▶ **WORK INSTRUCTIONS**: Run through the records and, wherever a line holds the word "BoxedTask", return that line.

========

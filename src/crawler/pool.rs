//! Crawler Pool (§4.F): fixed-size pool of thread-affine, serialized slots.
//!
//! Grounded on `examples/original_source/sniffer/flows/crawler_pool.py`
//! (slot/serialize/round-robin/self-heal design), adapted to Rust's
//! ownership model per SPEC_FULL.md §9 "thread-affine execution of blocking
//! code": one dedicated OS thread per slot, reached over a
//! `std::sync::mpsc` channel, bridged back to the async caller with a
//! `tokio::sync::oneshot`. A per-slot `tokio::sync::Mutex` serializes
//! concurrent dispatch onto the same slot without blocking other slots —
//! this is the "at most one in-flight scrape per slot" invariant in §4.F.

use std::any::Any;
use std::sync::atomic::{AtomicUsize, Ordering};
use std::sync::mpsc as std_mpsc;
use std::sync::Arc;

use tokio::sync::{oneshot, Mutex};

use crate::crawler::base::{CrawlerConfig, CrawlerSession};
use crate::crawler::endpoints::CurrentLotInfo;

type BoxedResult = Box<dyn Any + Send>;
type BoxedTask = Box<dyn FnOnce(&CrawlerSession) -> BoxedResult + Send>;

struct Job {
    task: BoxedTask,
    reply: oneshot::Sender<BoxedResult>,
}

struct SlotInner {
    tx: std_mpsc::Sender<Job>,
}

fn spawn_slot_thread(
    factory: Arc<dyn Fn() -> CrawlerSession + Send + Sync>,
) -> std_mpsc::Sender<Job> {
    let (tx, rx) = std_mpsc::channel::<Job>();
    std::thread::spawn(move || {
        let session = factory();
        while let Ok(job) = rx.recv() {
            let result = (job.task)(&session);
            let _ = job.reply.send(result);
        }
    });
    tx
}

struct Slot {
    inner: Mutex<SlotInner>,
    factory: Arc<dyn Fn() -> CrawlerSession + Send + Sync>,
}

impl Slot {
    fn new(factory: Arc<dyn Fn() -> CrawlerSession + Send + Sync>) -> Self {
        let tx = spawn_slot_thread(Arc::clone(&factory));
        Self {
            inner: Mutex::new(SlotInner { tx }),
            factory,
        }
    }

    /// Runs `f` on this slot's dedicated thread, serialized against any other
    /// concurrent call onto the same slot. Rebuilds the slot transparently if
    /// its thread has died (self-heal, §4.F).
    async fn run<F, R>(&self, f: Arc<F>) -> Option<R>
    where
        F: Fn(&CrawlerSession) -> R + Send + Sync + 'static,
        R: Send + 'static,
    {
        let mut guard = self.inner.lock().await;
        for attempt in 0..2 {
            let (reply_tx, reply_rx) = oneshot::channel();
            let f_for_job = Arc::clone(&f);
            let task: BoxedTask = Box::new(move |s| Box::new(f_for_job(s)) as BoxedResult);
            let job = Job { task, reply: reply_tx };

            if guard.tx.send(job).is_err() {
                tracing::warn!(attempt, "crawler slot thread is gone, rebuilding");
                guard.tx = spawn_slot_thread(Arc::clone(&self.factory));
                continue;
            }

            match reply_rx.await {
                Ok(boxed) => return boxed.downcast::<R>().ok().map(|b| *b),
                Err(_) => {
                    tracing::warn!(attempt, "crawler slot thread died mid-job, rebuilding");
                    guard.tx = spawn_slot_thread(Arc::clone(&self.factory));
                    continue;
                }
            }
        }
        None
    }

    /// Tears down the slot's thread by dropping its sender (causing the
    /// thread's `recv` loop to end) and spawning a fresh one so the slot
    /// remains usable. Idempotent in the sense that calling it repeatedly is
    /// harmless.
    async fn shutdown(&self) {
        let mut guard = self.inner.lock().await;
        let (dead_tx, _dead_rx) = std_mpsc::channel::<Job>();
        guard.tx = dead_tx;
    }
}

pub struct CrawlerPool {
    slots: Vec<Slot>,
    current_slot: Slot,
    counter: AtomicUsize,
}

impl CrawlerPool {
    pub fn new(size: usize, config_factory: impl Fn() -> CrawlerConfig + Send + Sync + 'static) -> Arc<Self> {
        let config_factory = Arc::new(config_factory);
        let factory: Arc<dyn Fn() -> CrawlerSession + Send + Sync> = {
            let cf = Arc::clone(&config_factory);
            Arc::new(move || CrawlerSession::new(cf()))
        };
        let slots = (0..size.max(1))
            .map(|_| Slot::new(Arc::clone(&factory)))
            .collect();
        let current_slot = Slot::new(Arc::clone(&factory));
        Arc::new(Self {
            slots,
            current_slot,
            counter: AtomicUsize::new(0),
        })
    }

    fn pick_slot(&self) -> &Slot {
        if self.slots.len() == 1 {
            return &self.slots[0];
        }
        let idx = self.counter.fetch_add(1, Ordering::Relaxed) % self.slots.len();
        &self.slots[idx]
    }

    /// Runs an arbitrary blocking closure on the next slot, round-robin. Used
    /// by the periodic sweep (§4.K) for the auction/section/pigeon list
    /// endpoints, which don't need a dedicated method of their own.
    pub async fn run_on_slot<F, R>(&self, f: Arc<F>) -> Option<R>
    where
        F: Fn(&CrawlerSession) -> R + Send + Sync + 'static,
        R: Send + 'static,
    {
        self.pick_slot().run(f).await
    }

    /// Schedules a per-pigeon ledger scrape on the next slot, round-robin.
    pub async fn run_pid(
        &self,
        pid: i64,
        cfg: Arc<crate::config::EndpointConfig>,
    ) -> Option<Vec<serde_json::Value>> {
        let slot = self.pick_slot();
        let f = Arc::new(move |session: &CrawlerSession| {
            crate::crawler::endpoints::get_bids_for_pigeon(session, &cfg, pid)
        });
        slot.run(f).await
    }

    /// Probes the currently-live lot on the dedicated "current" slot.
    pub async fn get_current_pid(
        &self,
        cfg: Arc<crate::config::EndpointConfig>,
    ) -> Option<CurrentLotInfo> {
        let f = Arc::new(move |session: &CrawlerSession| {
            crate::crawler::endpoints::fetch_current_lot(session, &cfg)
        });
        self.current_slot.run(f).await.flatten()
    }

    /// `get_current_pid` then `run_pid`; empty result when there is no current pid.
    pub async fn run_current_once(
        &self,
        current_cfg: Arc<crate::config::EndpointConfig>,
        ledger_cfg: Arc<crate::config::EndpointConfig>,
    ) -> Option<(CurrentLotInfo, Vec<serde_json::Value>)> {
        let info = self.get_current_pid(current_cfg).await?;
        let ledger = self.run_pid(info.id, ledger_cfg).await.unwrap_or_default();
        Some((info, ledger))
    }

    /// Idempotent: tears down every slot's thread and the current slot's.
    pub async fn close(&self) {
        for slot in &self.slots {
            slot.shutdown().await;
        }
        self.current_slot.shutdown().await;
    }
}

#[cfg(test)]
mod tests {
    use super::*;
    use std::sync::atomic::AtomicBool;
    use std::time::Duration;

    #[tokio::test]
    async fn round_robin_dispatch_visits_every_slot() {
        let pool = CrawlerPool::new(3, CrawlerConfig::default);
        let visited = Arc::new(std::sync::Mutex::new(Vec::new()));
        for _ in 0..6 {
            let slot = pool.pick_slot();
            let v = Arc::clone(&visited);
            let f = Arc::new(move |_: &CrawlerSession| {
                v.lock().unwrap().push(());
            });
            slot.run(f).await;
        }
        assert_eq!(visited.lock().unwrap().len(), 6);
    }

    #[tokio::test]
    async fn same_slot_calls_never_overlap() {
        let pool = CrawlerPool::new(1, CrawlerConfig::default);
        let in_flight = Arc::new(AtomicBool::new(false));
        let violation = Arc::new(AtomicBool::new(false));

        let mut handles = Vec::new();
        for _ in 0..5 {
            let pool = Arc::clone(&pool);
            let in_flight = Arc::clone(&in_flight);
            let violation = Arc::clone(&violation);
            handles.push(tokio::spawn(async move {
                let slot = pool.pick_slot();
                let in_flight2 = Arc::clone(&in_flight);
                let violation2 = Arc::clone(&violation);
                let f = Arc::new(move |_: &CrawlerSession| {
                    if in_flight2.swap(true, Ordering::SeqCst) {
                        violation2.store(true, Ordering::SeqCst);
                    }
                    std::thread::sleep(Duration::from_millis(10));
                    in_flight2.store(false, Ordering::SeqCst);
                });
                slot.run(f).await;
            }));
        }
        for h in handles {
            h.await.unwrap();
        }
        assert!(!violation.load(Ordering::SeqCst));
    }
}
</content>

========

▶ **TASK SOLUTION**:
type BoxedTask = Box<dyn FnOnce(&CrawlerSession) -> BoxedResult + Send>;
    task: BoxedTask,
            let task: BoxedTask = Box::new(move |s| Box::new(f_for_job(s)) as BoxedResult);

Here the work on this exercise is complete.